Горячо-горячо обнимаю тебя. Твоя Мура.
[Первый лист письма отсутствует — вместе с датой. Сюда отнесено по смыслу.]
…мешает — мой долг. Но и это я ликвидирую по своём возвращении из д/отдыха. Есть вторая работа. С командировкой примирилась, не отношусь к ней с таким ужасом — и это хорошо. Увижу новые места. Еду в военные части — таким образом с питанием там будет улажено. Есть военный литер — значит не придётся мучиться с билетом.
Перестань же, моё дитятко, думать с таким надрывом о моём нездоровьи. Всё это очень далеко от тех бед, какие рисуются тебе. Ведь ты знаешь меня, я бы написала тебе, если б было что-либо опасно. Читая твоё письмо мне было просто неудобно — я поняла, что тебе гораздо хуже, чем мне. Да и больна ты серьёзней. Пожалуй, лучше ехать в А.-Ату, чем «лавировать», как ты пишешь.

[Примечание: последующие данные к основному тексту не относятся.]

//! In-memory binding store.
//!
//! Used by tests and local development without `PostgreSQL`. Applies the same
//! version checks as [`super::PgBindingStore`].

use std::collections::HashMap;

use async_trait::async_trait;
use chrono::Utc;
use tokio::sync::Mutex;

use zhiweijz_core::{BindingId, ExternalId};

use super::{BindingStore, RepositoryError};
use crate::models::{Binding, BindingWrite};

/// Binding store holding rows in a process-local map.
#[derive(Debug, Default)]
pub struct MemoryBindingStore {
    rows: Mutex<HashMap<ExternalId, Binding>>,
}

impl MemoryBindingStore {
    #[must_use]
    pub fn new() -> Self {
        Self::default()
    }

    /// Number of writes that reached the store, summed over every row.
    ///
    /// Versions start at 1, so a single insert counts as one write.
    pub async fn total_writes(&self) -> i64 {
        self.rows
            .lock()
            .await
            .values()
            .map(|binding| i64::from(binding.version))
            .sum()
    }
}

#[async_trait]
impl BindingStore for MemoryBindingStore {
    async fn find(&self, external_id: &ExternalId) -> Result<Option<Binding>, RepositoryError> {
        Ok(self.rows.lock().await.get(external_id).cloned())
    }

    async fn save(
        &self,
        write: BindingWrite,
        expected_version: Option<i32>,
    ) -> Result<Binding, RepositoryError> {
        let mut rows = self.rows.lock().await;
        let now = Utc::now();
        let current_version = rows.get(&write.external_id).map(|b| b.version);
        if current_version != expected_version {
            return Err(RepositoryError::Conflict(format!(
                "binding for {} changed concurrently",
                write.external_id
            )));
        }

        let binding = match rows.get(&write.external_id) {
            Some(existing) => Binding {
                user_id: write.user_id,
                account_book_id: write.account_book_id,
                is_active: true,
                version: existing.version + 1,
                updated_at: now,
                ..existing.clone()
            },
            None => Binding {
                id: BindingId::generate(),
                external_id: write.external_id.clone(),
                user_id: write.user_id,
                account_book_id: write.account_book_id,
                is_active: true,
                version: 1,
                created_at: now,
                updated_at: now,
            },
        };
        rows.insert(write.external_id, binding.clone());
        Ok(binding)
    }

    async fn deactivate(
        &self,
        external_id: &ExternalId,
        expected_version: i32,
    ) -> Result<Binding, RepositoryError> {
        let mut rows = self.rows.lock().await;
        let Some(existing) = rows.get_mut(external_id) else {
            return Err(RepositoryError::NotFound);
        };
        if existing.version != expected_version {
            return Err(RepositoryError::Conflict(format!(
                "binding for {external_id} changed concurrently"
            )));
        }
        existing.is_active = false;
        existing.version += 1;
        existing.updated_at = Utc::now();
        Ok(existing.clone())
    }

    async fn count_active(&self) -> Result<i64, RepositoryError> {
        let rows = self.rows.lock().await;
        let count = rows.values().filter(|b| b.is_active).count();
        Ok(i64::try_from(count).unwrap_or(i64::MAX))
    }

    async fn ping(&self) -> Result<(), RepositoryError> {
        Ok(())
    }
}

Я не перестаю думать о тебе, о твоём нелепом и трудном положении. Дальше так тянуться не может. Неужели, неужели с деньгами нельзя найти в М-ве комнату?! Что же предпринять? Твоё сегодняшнее письмо совсем расстроило меня. С одной стороны ты совершенно напрасно волнуешься из-за меня, с другой — тебе по-настоящему плохо и я ничем не могу помочь тебе. Ты мне, Кисанька, сделаешь большое одолжение, если совершенно перестанешь думать обо мне, т. е. о моём нездоровьи. Ведь я же работаю, а это первый показатель, что мне ещё далеко до настоящей болезни. Меня страшно мучит, что ты напрасно загружаешь себя этим. Поверь, я бы написала тебе. Я себя гораздо крепче чувствую, чем в феврале м-це, и радуюсь, что бегаю с такой бодростью на работу и обратно. Даже в город я решила как можно реже выезжать, чтобы абсолютно не переутомлять себя. Результаты моего режима уже есть. Итак, ты успокоилась, не правда ли? Честное слово, мне намного лучше, чем тебе сейчас. Я совершенно спокойна за себя, т. к. вижу, чувствую, что я «на правильном пути». И в тубдиспансере мной довольны. А твоё положение не выходит из моей головы.